Mar 16, 2014

Esther and the Black Swan


One of the things I love most about Esther's heart is this…on the night she was sent to the king, "she asked for nothing except what Hegai, the king's eunuch, advised."  Where is the pride, where is the greed, where is the human trust (confidence) in one's own beauty and strength?  Our heroines today are smart, capable, and prepared for all possibilities.  They think on their feet and creatively apply their knowledge and experience to the problem at hand—eventually gaining mastery over it.  Heroism often consists of the bravery to creatively utilize and deploy resources (be they intellectual or physical) in the face of fear.  

Never, ever, do they step back and say: “I don’t know what to do here.  Will you, who I consider wiser, please make the choice for me?”  That, we all know, is not the definition of a hero.

But this Esther—she trusted one who was wiser than she, believing that he knew what would best please that king.  It's this kind of trust we exercise when we lay down our own self-lives in favor of what the Holy Spirit says (even when, and particularly when, laying it down means real felt-loss).  And it's this sort of trust that paves the way for Him to place us in positions of power (not only does it make the opportunity, it makes us the sort who could handle that power well).  And it's only this sort of trust that creates a woman who will fling her life into God's hands and abandon herself, when the stakes are so high, and everything she’s gained is on the line. 

I had forgotten today was Purim when my thoughts slipped to Esther this afternoon.  In fact, I had spent the last hour learning about Nassim Taleb’s concept of “antifragility” and wondering what God thought; was there scriptural basis for the idea that the best way to live is to benefit from stresses and chaos, rather than to just be resilient to them (which he calls being “robust”) or negatively impacted (which he calls “fragile”)?  That we need these stresses, in order to fully live?  And if he was on to something true, what was the full truth?  Even if extraordinarily intelligent and perceptive, he is limited to the scope of human sight.  What does Divine sight see? 

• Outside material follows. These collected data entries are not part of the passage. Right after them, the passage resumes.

//! structdiff - list the structured changes between two YAML files
//!
//! Prints the change log as a YAML report on stdout.

use std::io::Write;
use std::path::PathBuf;
use std::process::ExitCode;

use anyhow::Context;
use clap::Parser;
use tracing::debug;
use tracing_subscriber::EnvFilter;

use structdiff::{DiffConfig, MappingOrder, MovePairing, diff_documents_with_config, from_yaml_file, write_changes};

/// Environment variable holding an `EnvFilter` directive
const LOG_ENV: &str = "STRUCTDIFF_LOG";

#[derive(Parser)]
#[command(
    name = "structdiff",
    about = "List the structured changes between two YAML files",
    version
)]
struct Cli {
    /// Old document
    old: PathBuf,

    /// New document
    new: PathBuf,

    /// Pair moved scalars with the closest deleted index
    #[arg(long)]
    nearest_moves: bool,

    /// Ignore key order when hashing mappings
    #[arg(long)]
    unordered_mappings: bool,

    /// Exit with status 1 when any change is found
    #[arg(long)]
    fail_on_change: bool,

    /// Increase log verbosity (-v debug, -vv trace)
    #[arg(short, long, action = clap::ArgAction::Count)]
    verbose: u8,
}

impl Cli {
    fn config(&self) -> DiffConfig {
        DiffConfig {
            move_pairing: if self.nearest_moves {
                MovePairing::Nearest
            } else {
                MovePairing::FirstMatch
            },
            mapping_order: if self.unordered_mappings {
                MappingOrder::Unordered
            } else {
                MappingOrder::Ordered
            },
        }
    }
}

fn init_logging(verbose: u8) {
    let filter = match verbose {
        0 => EnvFilter::try_from_env(LOG_ENV).unwrap_or_else(|_| EnvFilter::new("warn")),
        1 => EnvFilter::new("debug"),
        _ => EnvFilter::new("trace"),
    };
    tracing_subscriber::fmt()
        .with_env_filter(filter)
        .with_writer(std::io::stderr)
        .init();
}

/// Returns whether any change was reported
fn run(cli: &Cli) -> anyhow::Result<bool> {
    let old = from_yaml_file(&cli.old).with_context(|| format!("loading {}", cli.old.display()))?;
    let new = from_yaml_file(&cli.new).with_context(|| format!("loading {}", cli.new.display()))?;

    let config = cli.config();
    debug!(?config, old = %cli.old.display(), new = %cli.new.display(), "comparing");
    let changes = diff_documents_with_config(&old, &new, config);

    let mut stdout = std::io::stdout().lock();
    write_changes(&changes, &mut stdout).context("writing report")?;
    stdout.flush().context("writing report")?;
    Ok(!changes.is_empty())
}

fn main() -> ExitCode {
    let cli = Cli::parse();
    init_logging(cli.verbose);

    match run(&cli) {
        Ok(changed) if changed && cli.fail_on_change => ExitCode::FAILURE,
        Ok(_) => ExitCode::SUCCESS,
        Err(err) => {
            eprintln!("error: {err:#}");
            ExitCode::FAILURE
        }
    }
}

It seemed there is scriptural precedent.  This came to mind immediately: For our light affliction, [referring, ironically, to our bodies being abused and dying!] which is but for a moment, is working for us a far more exceeding and eternal weight of glory,”  (2 Cor. 4)

That doesn't imply just surviving, but gaining.  How is it possible to actually gain from the “Black Swans” of history (unexpected and unprecedented events that change history) and the tragedies of life?  (Or, for that matter, from the smaller "tribulations" that history wouldn't call Black Swans, but that definitely rock our personal worlds!  Esther endured more of these than many of us ever will.)

Businessmen reviewing Taleb’s book pointed out one great flaw: it’s great philosophy, but how?  How were they to practically implement the concept of “antifragile” into their businesses and economics?  You can’t just become antifragile by wanting to.  You can’t just turn affliction into glory by wanting it.   

What is the how in the equation?  Esther answered me. 

Trust.  Humility and trust in someone outside herself made it possible for her to turn the worst genocidal event of her lifetime into one of the greatest deliverances ever.  The road to that victory was paved with small-scale personal-sized “Black Swans” of Taleb’s definition (improbable and unpredictable events), the “trials and tribulations” of ours, and it ended in a great upset (ethnically and economically) for that nation.  A great Black Swan.  How Esther responded each step along the way—with trust—is what defined the outcome of her predicament.  Her life has become the story of an unlikely girl who rescued an entire nation, rather than a helpless girl who endured the injustice of human-trafficking.  (After all, that’s how the first chapter of her story plays out—snatched from the possibility of a real life, to populate a pagan man’s sexual harem.)  And it was trust that made the practical difference.

That scripture I mentioned above—it doesn’t stop where I ended it.  It also gives a how:

“…while we do not look at the things which are seen, but at the things which are not seen.”

Anyone who’s ever done a trust fall will make the connection.  Looking at things you can’t see is technically impossible.  It takes faith.  It takes trust.  It IS trust.


Celebrating Esther and the great deliverance today with all my Jewish friends!  And may God use our trust to perform miracle after miracle in the coming days--to make us not just resilient, but anti-fragile, thriving in the middle of the world's chaos, and using every Black Swan we encounter (for we will encounter them) to display God's glory.